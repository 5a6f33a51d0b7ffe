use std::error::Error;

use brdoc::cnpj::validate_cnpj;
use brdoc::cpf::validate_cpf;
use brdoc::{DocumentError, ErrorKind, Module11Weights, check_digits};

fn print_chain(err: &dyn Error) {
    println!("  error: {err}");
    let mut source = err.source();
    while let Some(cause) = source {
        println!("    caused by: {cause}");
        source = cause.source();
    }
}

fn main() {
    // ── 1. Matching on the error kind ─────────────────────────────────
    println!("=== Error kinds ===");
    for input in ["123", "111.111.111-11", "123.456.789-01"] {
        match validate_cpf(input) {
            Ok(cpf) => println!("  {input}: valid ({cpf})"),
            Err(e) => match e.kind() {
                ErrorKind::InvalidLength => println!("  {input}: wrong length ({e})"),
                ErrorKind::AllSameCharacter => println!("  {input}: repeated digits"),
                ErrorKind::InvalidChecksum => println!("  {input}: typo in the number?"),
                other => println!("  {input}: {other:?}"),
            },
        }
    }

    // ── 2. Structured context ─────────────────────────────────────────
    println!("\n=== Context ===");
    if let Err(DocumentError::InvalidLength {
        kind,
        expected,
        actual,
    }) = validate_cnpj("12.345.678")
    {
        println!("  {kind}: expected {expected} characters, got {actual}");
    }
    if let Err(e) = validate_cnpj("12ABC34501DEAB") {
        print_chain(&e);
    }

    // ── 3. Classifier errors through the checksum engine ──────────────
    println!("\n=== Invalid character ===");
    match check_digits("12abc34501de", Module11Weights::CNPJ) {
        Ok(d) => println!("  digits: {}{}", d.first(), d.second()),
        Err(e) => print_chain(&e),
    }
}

==

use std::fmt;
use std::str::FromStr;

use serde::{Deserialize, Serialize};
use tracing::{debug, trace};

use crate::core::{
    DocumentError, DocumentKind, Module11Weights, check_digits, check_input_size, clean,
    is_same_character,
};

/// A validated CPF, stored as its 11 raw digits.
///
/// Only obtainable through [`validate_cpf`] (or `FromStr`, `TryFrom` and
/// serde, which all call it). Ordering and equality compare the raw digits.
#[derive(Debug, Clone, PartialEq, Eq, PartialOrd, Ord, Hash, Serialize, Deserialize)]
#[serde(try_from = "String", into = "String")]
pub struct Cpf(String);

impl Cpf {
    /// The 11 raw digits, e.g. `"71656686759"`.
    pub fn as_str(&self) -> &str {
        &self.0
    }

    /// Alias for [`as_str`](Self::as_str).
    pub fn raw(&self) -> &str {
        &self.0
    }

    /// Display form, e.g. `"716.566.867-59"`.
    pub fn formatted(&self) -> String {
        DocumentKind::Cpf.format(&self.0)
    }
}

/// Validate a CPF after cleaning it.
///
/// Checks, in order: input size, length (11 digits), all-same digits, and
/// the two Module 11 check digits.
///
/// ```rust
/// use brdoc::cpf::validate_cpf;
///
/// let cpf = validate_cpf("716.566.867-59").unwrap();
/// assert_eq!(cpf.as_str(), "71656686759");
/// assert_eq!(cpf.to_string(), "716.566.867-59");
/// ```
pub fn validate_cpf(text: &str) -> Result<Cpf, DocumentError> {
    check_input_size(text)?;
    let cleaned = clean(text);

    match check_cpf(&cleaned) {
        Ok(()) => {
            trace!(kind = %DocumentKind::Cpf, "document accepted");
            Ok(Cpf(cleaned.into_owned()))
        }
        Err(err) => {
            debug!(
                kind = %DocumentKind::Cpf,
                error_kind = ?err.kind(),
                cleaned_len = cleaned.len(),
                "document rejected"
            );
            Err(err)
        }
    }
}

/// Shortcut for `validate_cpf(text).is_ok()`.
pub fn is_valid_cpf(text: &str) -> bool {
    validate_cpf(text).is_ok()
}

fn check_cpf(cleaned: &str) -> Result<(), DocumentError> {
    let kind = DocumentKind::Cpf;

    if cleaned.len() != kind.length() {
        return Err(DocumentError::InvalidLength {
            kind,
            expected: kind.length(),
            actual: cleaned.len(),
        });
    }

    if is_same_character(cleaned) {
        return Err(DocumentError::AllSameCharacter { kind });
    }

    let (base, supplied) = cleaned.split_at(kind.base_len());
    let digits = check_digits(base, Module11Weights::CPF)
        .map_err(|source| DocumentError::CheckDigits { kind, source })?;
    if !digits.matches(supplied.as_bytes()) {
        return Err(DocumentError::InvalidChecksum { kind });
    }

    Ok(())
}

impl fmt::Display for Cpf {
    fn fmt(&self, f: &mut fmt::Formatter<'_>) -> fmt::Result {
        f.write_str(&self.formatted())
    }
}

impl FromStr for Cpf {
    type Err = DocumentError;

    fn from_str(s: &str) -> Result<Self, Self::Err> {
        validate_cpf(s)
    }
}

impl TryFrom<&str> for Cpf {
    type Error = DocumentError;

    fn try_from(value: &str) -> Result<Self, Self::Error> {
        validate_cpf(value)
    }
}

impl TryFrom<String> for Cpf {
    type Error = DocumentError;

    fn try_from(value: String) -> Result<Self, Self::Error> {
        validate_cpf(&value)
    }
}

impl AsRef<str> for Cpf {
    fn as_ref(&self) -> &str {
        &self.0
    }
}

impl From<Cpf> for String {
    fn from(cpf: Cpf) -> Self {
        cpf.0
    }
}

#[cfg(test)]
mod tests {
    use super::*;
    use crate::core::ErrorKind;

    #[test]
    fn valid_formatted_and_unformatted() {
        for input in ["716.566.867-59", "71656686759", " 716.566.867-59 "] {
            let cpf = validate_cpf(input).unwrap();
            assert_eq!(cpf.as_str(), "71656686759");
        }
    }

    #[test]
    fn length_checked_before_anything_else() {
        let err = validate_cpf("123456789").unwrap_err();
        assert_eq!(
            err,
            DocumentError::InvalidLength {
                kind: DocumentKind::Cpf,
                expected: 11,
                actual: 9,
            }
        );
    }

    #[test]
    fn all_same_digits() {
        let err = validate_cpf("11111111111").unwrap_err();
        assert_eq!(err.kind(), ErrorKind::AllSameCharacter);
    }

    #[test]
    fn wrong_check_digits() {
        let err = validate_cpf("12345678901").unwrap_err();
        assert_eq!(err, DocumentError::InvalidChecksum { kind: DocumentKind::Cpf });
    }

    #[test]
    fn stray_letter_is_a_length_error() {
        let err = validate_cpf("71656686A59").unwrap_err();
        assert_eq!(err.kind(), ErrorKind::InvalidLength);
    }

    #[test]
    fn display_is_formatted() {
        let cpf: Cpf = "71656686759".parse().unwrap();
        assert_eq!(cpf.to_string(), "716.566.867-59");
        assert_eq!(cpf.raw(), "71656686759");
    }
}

==

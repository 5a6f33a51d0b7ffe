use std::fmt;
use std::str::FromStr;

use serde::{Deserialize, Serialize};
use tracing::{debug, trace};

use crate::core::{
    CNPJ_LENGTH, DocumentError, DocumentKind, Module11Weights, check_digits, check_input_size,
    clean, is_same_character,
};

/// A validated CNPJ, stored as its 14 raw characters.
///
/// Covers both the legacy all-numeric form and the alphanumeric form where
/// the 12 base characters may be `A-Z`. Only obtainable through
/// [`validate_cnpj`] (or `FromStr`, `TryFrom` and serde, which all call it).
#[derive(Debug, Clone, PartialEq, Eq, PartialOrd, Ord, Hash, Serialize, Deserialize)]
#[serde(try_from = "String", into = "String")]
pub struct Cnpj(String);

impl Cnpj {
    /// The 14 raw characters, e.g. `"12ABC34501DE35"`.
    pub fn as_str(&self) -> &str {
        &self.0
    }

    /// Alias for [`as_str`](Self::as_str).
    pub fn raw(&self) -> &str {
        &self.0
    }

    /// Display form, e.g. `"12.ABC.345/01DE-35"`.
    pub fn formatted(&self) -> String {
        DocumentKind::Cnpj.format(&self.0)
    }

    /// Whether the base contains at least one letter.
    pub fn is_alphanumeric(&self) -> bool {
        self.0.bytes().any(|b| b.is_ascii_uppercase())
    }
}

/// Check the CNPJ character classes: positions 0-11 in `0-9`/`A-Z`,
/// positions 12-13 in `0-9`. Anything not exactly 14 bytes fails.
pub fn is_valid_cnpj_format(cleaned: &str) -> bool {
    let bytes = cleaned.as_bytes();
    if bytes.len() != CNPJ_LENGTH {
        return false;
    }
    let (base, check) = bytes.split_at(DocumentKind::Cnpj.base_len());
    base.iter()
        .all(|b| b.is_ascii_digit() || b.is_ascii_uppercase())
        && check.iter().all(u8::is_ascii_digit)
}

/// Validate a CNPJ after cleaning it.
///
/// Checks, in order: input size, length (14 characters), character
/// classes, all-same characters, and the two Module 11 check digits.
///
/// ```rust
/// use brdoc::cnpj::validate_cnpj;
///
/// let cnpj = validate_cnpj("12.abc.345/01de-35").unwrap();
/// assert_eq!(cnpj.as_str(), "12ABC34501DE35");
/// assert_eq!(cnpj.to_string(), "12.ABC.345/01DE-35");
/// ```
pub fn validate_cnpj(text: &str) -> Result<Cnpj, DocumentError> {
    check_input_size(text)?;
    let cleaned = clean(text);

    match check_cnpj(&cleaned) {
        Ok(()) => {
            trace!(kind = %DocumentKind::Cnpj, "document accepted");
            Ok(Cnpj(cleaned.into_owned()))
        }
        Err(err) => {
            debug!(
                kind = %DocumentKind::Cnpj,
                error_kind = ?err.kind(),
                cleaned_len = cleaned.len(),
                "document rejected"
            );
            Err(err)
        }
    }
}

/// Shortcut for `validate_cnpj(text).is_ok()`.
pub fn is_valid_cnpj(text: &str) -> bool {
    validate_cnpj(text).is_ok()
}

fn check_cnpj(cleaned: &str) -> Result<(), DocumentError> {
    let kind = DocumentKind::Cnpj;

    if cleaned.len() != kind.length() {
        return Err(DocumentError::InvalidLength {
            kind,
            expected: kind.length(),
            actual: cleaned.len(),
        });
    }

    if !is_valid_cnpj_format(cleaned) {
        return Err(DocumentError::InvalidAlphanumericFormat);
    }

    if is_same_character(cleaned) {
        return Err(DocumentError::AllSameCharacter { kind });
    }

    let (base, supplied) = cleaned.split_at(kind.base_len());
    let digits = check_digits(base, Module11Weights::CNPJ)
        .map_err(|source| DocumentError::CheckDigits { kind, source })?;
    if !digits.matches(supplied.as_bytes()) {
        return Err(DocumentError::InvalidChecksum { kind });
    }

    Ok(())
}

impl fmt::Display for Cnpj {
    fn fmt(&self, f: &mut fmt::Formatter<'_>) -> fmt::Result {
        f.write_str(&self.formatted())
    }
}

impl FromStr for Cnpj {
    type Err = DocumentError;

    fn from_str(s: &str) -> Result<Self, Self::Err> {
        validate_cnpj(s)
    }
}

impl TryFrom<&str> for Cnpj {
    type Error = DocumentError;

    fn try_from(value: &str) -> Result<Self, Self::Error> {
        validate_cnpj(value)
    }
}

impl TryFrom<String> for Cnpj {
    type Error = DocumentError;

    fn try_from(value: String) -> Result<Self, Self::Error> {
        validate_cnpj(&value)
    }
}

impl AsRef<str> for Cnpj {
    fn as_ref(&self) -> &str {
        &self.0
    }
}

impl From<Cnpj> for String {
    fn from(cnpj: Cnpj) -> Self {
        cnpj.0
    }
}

_Assignment_
The answer should be a single number: the count of lines in the records that hold the string "positions".

_Expected answer_
2